This Atlantic article has stimulated quite a few jeers and raised middle fingers from us in the Right…and that, Gentle Reader, is entirely appropriate:
We have to put these fights aside and declare a pandemic amnesty. We can leave out the willful purveyors of actual misinformation while forgiving the hard calls that people had no choice but to make with imperfect knowledge. Los Angeles County closed its beaches in summer 2020. Ex post facto, this makes no more sense than my family’s masked hiking trips. But we need to learn from our mistakes and then let them go. We need to forgive the attacks, too. Because I thought schools should reopen and argued that kids as a group were not at high risk, I was called a “teacher killer” and a “génocidaire.” It wasn’t pleasant, but feelings were high. And I certainly don’t need to dissect and rehash that time for the rest of my days….
The standard saying is that those who forget history are doomed to repeat it. But dwelling on the mistakes of history can lead to a repetitive doom loop as well. Let’s acknowledge that we made complicated choices in the face of deep uncertainty, and then try to work together to build back and move forward.
You say that we whom the “experts” demonized, whom their allegiants did their level best to silence, scorn, condemn, and impoverish, must forgive our tormentors? You caution us against being caught in “a repetitive doom loop” — ? You say it’s time to “move on” — ?
This protracted, unbelievably un-American episode has been the best possible lesson in why we must deny political authority to “experts.” As a (retired) expert myself, I maintain that giving a man the power to boss you around because he’s “right” is the worst decision a nation could possibly make. And we must not forgive those who did so.

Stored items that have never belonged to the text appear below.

//! Command-line interface.

pub mod output;

use crate::achievements::AchievementFilter;
use crate::constants::{APP_DESCRIPTION, APP_NAME, LOG_FORMAT_JSON, LOG_FORMAT_TEXT};
use crate::moments::{MomentUpdate, NewMoment};
use clap::{Args, Parser, Subcommand, ValueEnum};
use std::path::PathBuf;

/// Capture little moments and watch your journal grow
#[derive(Parser, Debug)]
#[clap(name = APP_NAME, about = APP_DESCRIPTION)]
#[clap(author, version, long_about = None)]
pub struct CliArgs {
    /// Print debug logs
    #[clap(short = 'v', long, global = true)]
    pub verbose: bool,

    /// Log output format
    #[clap(long, value_enum, default_value_t = LogFormat::Text, global = true)]
    pub log_format: LogFormat,

    #[clap(subcommand)]
    pub command: Command,
}

#[derive(Debug, Clone, Copy, PartialEq, Eq, ValueEnum)]
pub enum LogFormat {
    Text,
    Json,
}

impl LogFormat {
    pub fn as_str(self) -> &'static str {
        match self {
            LogFormat::Text => LOG_FORMAT_TEXT,
            LogFormat::Json => LOG_FORMAT_JSON,
        }
    }
}

#[derive(Subcommand, Debug, PartialEq)]
pub enum Command {
    /// Capture a new moment
    Add(AddArgs),
    /// Edit an existing moment
    Edit(EditArgs),
    /// Delete a moment and its photo
    Remove {
        /// Moment id
        id: String,
    },
    /// Toggle a moment's favorite flag
    Favorite {
        /// Moment id
        id: String,
    },
    /// List moments, newest first
    List,
    /// Show moments grouped by month
    Gallery,
    /// Show one moment in full
    Show {
        /// Moment id
        id: String,
    },
    /// Show a random moment
    Random,
    /// Show summary statistics
    Stats,
    /// Show achievements by category
    Achievements {
        /// Which achievements to show
        #[clap(long, value_enum, default_value_t = AchievementFilter::All)]
        filter: AchievementFilter,
    },
    /// List available moods
    Moods,
}

#[derive(Args, Debug, PartialEq)]
pub struct AddArgs {
    /// Title of the moment
    #[clap(short = 't', long)]
    pub title: String,

    /// Free-form note
    #[clap(short = 'n', long)]
    pub note: Option<String>,

    /// Mood value (see `momento moods`)
    #[clap(short = 'm', long)]
    pub mood: Option<String>,

    /// Photo to copy into the journal
    #[clap(short = 'p', long)]
    pub photo: Option<PathBuf>,
}

impl AddArgs {
    pub fn to_new_moment(&self) -> NewMoment {
        NewMoment {
            title: self.title.clone(),
            notes: self.note.clone(),
            image_uri: None,
            mood: self.mood.clone(),
        }
    }
}

#[derive(Args, Debug, PartialEq)]
pub struct EditArgs {
    /// Moment id
    pub id: String,

    /// New title
    #[clap(short = 't', long)]
    pub title: Option<String>,

    /// New note; an empty string clears it
    #[clap(short = 'n', long)]
    pub note: Option<String>,

    /// New mood value; an empty string clears it
    #[clap(short = 'm', long)]
    pub mood: Option<String>,

    /// Replacement photo
    #[clap(short = 'p', long)]
    pub photo: Option<PathBuf>,
}

impl EditArgs {
    pub fn to_update(&self) -> MomentUpdate {
        MomentUpdate {
            title: self.title.clone(),
            notes: self.note.clone(),
            image_uri: None,
            mood: self.mood.clone(),
        }
    }

    /// True when no field would change.
    pub fn is_empty(&self) -> bool {
        self.to_update().is_empty() && self.photo.is_none()
    }
}

#[cfg(test)]
mod tests {
    use super::*;

    #[test]
    fn test_add_args() {
        let args = CliArgs::parse_from([
            "momento", "add", "--title", "Coffee", "--mood", "happy", "-n", "first sip",
        ]);
        assert!(!args.verbose);
        assert_eq!(args.log_format, LogFormat::Text);
        let Command::Add(add) = args.command else {
            panic!("expected add");
        };
        let new = add.to_new_moment();
        assert_eq!(new.title, "Coffee");
        assert_eq!(new.mood.as_deref(), Some("happy"));
        assert_eq!(new.notes.as_deref(), Some("first sip"));
        assert!(add.photo.is_none());
    }

    #[test]
    fn test_add_requires_title() {
        assert!(CliArgs::try_parse_from(["momento", "add"]).is_err());
    }

    #[test]
    fn test_global_flags_after_subcommand() {
        let args = CliArgs::parse_from(["momento", "stats", "--verbose", "--log-format", "json"]);
        assert!(args.verbose);
        assert_eq!(args.log_format, LogFormat::Json);
        assert_eq!(args.log_format.as_str(), "json");
        assert_eq!(args.command, Command::Stats);
    }

    #[test]
    fn test_edit_args() {
        let args = CliArgs::parse_from(["momento", "edit", "abc", "--note", ""]);
        let Command::Edit(edit) = args.command else {
            panic!("expected edit");
        };
        assert_eq!(edit.id, "abc");
        assert!(!edit.is_empty());
        assert_eq!(edit.to_update().notes.as_deref(), Some(""));

        let args = CliArgs::parse_from(["momento", "edit", "abc"]);
        let Command::Edit(edit) = args.command else {
            panic!("expected edit");
        };
        assert!(edit.is_empty());

        let args = CliArgs::parse_from(["momento", "edit", "abc", "--mood", ""]);
        let Command::Edit(edit) = args.command else {
            panic!("expected edit");
        };
        assert!(!edit.is_empty());
        assert_eq!(edit.to_update().mood.as_deref(), Some(""));
    }

    #[test]
    fn test_achievement_filter() {
        let args = CliArgs::parse_from(["momento", "achievements"]);
        assert_eq!(
            args.command,
            Command::Achievements {
                filter: AchievementFilter::All
            }
        );

        let args = CliArgs::parse_from(["momento", "achievements", "--filter", "locked"]);
        assert_eq!(
            args.command,
            Command::Achievements {
                filter: AchievementFilter::Locked
            }
        );

        assert!(CliArgs::try_parse_from(["momento", "achievements", "--filter", "some"]).is_err());
    }

    #[test]
    fn test_subcommand_required() {
        assert!(CliArgs::try_parse_from(["momento"]).is_err());
    }
}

But let’s not omit this, for without it the formula would be fatally unbalanced: We mustn’t forgive ourselves either. We gave in when we should have resisted with all our might. We accepted dictatorial impositions and abridgements of our God-given rights when we should have mustered our rage and employed the corpses of our would-be tyrants to decorate lampposts from coast to coast. We acted like pusillanimous cretins rather than the heirs of Patrick Henry, who’s undoubtedly spinning in his grave fast enough to power all of Virginia over this embarrassment.
The survivors of the Holocaust made a mantra out of the saying “Never again.” The great majority of us wouldn’t even speak our minds for fear of ostracism, demonization, and unemployment. And over what? A disease that’s proved less dangerous than ordinary influenza! A disease that has hardly any effect on the populations most oppressed and disadvantaged by the lockdowns – our minor children!
No. Do not forgive. To forgive would be to accept that our oppressors’ hypothetical “good intentions” should exonerate them for their totalitarian conduct. To forgive would be to “understand” cowardice instead of reproving it as it deserves.
To forgive would be to forget. The two are never separated by much.
Do not forgive. Take every vengeance allowed within the law – especially on November 8.